*Your assignment:*
Please copy out each line of the entries in which "Pending" appears.

*Data provided:*
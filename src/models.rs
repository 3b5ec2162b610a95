//! Core data models for Convoy
//!
//! Defines the fundamental data structures used throughout Convoy:
//! - `Host`: a deploy target resolved from the inventory
//! - `Release`: a versioned artifact with an optional checksum
//! - `Step`/`StepOutcome`: the unit of remote work and its result
//! - `HostPhase`: the per-host deployment state machine

use serde::{Deserialize, Serialize};
use std::fmt;
use std::path::PathBuf;
use std::time::Duration;

/// A deploy target resolved from the inventory.
///
/// Immutable once loaded; recreated each run. The `user` field is a
/// credentials reference only - key material is ssh's problem, not ours.
#[derive(Debug, Clone, PartialEq, Eq)]
pub struct Host {
    /// Unique identifier (inventory key, used in state records and events)
    pub id: String,

    /// Network address (hostname or IP)
    pub address: String,

    /// Remote user; empty means whatever ssh config resolves
    pub user: Option<String>,

    /// Role tag selecting the install/activate/verify commands
    pub role: String,

    /// Free-form tags for `--hosts` filtering
    pub tags: Vec<String>,
}

impl Host {
    /// The ssh destination string ("user@address" or bare address).
    pub fn ssh_target(&self) -> String {
        match &self.user {
            Some(user) => format!("{}@{}", user, self.address),
            None => self.address.clone(),
        }
    }
}

/// A versioned, already-built artifact. One Release is active per host.
#[derive(Debug, Clone, PartialEq, Eq, Serialize, Deserialize)]
pub struct Release {
    /// Version identifier (e.g. "1.4.2" or a git sha)
    pub version: String,

    /// Local artifact directory to sync
    pub artifact: PathBuf,

    /// Expected digest, "sha256:<hex>" form; verified before deploy
    #[serde(default, skip_serializing_if = "Option::is_none")]
    pub checksum: Option<String>,
}

impl Release {
    pub fn new(version: impl Into<String>, artifact: impl Into<PathBuf>) -> Self {
        Self {
            version: version.into(),
            artifact: artifact.into(),
            checksum: None,
        }
    }
}

/// One unit of remote work within a plan.
#[derive(Debug, Clone, Copy, PartialEq, Eq, Serialize, Deserialize)]
#[serde(rename_all = "lowercase")]
pub enum Step {
    /// Copy the artifact tree to the host
    Sync,
    /// Install dependencies on the host
    Install,
    /// Switch the host to the new release (restart the service)
    Activate,
    /// Independently confirm the release is live - never skippable
    Verify,
    /// Re-activate the previous release
    Rollback,
}

impl fmt::Display for Step {
    fn fmt(&self, f: &mut fmt::Formatter<'_>) -> fmt::Result {
        let s = match self {
            Step::Sync => "sync",
            Step::Install => "install",
            Step::Activate => "activate",
            Step::Verify => "verify",
            Step::Rollback => "rollback",
        };
        write!(f, "{}", s)
    }
}

/// Outcome status for a completed step.
#[derive(Debug, Clone, Copy, PartialEq, Eq, Serialize, Deserialize)]
#[serde(rename_all = "lowercase")]
pub enum StepStatus {
    Ok,
    Failed,
    Skipped,
}

/// Result of running one step on one host.
#[derive(Debug, Clone)]
pub struct StepOutcome {
    pub step: Step,
    pub status: StepStatus,
    /// Attempts actually made (1 = succeeded first try)
    pub attempts: u32,
    pub duration: Duration,
    /// Error text on failure, skip reason on skip
    pub detail: Option<String>,
}

impl StepOutcome {
    pub fn ok(step: Step, attempts: u32, duration: Duration) -> Self {
        Self {
            step,
            status: StepStatus::Ok,
            attempts,
            duration,
            detail: None,
        }
    }

    pub fn failed(
        step: Step,
        attempts: u32,
        duration: Duration,
        detail: impl Into<String>,
    ) -> Self {
        Self {
            step,
            status: StepStatus::Failed,
            attempts,
            duration,
            detail: Some(detail.into()),
        }
    }

    pub fn skipped(step: Step, reason: impl Into<String>) -> Self {
        Self {
            step,
            status: StepStatus::Skipped,
            attempts: 0,
            duration: Duration::ZERO,
            detail: Some(reason.into()),
        }
    }
}

/// Per-host deployment state machine.
///
/// `Pending -> Syncing -> Installing -> Activating -> Verifying ->
/// {Live | RollingBack -> RolledBack | Failed}`
#[derive(Debug, Clone, Copy, PartialEq, Eq, Serialize, Deserialize)]
#[serde(rename_all = "lowercase")]
pub enum HostPhase {
    Pending,
    Syncing,
    Installing,
    Activating,
    Verifying,
    RollingBack,
    Live,
    RolledBack,
    Failed,
}

impl HostPhase {
    /// Terminal phases end a host's run; nothing executes after them.
    pub fn is_terminal(&self) -> bool {
        matches!(
            self,
            HostPhase::Live | HostPhase::RolledBack | HostPhase::Failed
        )
    }

    /// The phase a host enters while running a given step.
    pub fn for_step(step: Step) -> Self {
        match step {
            Step::Sync => HostPhase::Syncing,
            Step::Install => HostPhase::Installing,
            Step::Activate => HostPhase::Activating,
            Step::Verify => HostPhase::Verifying,
            Step::Rollback => HostPhase::RollingBack,
        }
    }
}

impl fmt::Display for HostPhase {
    fn fmt(&self, f: &mut fmt::Formatter<'_>) -> fmt::Result {
        let s = match self {
            HostPhase::Pending => "pending",
            HostPhase::Syncing => "syncing",
            HostPhase::Installing => "installing",
            HostPhase::Activating => "activating",
            HostPhase::Verifying => "verifying",
            HostPhase::RollingBack => "rolling-back",
            HostPhase::Live => "live",
            HostPhase::RolledBack => "rolled-back",
            HostPhase::Failed => "failed",
        };
        write!(f, "{}", s)
    }
}

/// What a run is trying to do.
#[derive(Debug, Clone, Copy, PartialEq, Eq)]
pub enum Mode {
    Deploy,
    Rollback,
}

/// Persisted per-host record of what is (and was) running.
///
/// Mutated only by the state recorder, and only after a terminal
/// transition. `current` reflects reality only once Activate succeeded and
/// Verify confirmed it; until then the prior release stays authoritative.
#[derive(Debug, Clone, PartialEq, Eq, Serialize, Deserialize)]
pub struct HostState {
    /// Release currently active on the host
    pub current: Release,

    /// Most recent release that reached Live (rollback target)
    pub last_good: Release,

    /// When this record was last written
    pub updated_at: chrono::DateTime<chrono::Utc>,
}

#[cfg(test)]
mod tests {
    use super::*;

    #[test]
    fn test_host_ssh_target_with_user() {
        let host = Host {
            id: "web-1".into(),
            address: "10.0.0.5".into(),
            user: Some("deploy".into()),
            role: "app".into(),
            tags: vec![],
        };
        assert_eq!(host.ssh_target(), "deploy@10.0.0.5");
    }

    #[test]
    fn test_host_ssh_target_without_user() {
        let host = Host {
            id: "web-1".into(),
            address: "web-1.example.com".into(),
            user: None,
            role: "app".into(),
            tags: vec![],
        };
        assert_eq!(host.ssh_target(), "web-1.example.com");
    }

    #[test]
    fn test_step_display_lowercase() {
        assert_eq!(Step::Sync.to_string(), "sync");
        assert_eq!(Step::Install.to_string(), "install");
        assert_eq!(Step::Activate.to_string(), "activate");
        assert_eq!(Step::Verify.to_string(), "verify");
        assert_eq!(Step::Rollback.to_string(), "rollback");
    }

    #[test]
    fn test_phase_for_step() {
        assert_eq!(HostPhase::for_step(Step::Sync), HostPhase::Syncing);
        assert_eq!(HostPhase::for_step(Step::Verify), HostPhase::Verifying);
        assert_eq!(HostPhase::for_step(Step::Rollback), HostPhase::RollingBack);
    }

    #[test]
    fn test_terminal_phases() {
        assert!(HostPhase::Live.is_terminal());
        assert!(HostPhase::RolledBack.is_terminal());
        assert!(HostPhase::Failed.is_terminal());
        assert!(!HostPhase::Pending.is_terminal());
        assert!(!HostPhase::Verifying.is_terminal());
        assert!(!HostPhase::RollingBack.is_terminal());
    }

    #[test]
    fn test_release_serde_roundtrip() {
        let release = Release {
            version: "1.4.2".into(),
            artifact: PathBuf::from("/srv/builds/1.4.2"),
            checksum: Some("sha256:abc123".into()),
        };
        let toml = toml::to_string(&release).unwrap();
        let back: Release = toml::from_str(&toml).unwrap();
        assert_eq!(release, back);
    }

    #[test]
    fn test_release_checksum_defaults_none() {
        let release: Release = toml::from_str(
            r#"
version = "2.0.0"
artifact = "/srv/builds/2.0.0"
"#,
        )
        .unwrap();
        assert_eq!(release.checksum, None);
    }

    #[test]
    fn test_step_outcome_constructors() {
        let ok = StepOutcome::ok(Step::Sync, 1, Duration::from_millis(120));
        assert_eq!(ok.status, StepStatus::Ok);
        assert!(ok.detail.is_none());

        let failed = StepOutcome::failed(Step::Verify, 3, Duration::from_secs(2), "not active");
        assert_eq!(failed.status, StepStatus::Failed);
        assert_eq!(failed.attempts, 3);
        assert_eq!(failed.detail.as_deref(), Some("not active"));

        let skipped = StepOutcome::skipped(Step::Install, "aborted after sync failure");
        assert_eq!(skipped.status, StepStatus::Skipped);
        assert_eq!(skipped.attempts, 0);
    }
}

*Response below:*
/// `Pending -> Syncing -> Installing -> Activating -> Verifying ->
    Pending,
            HostPhase::Pending => "pending",
        assert!(!HostPhase::Pending.is_terminal());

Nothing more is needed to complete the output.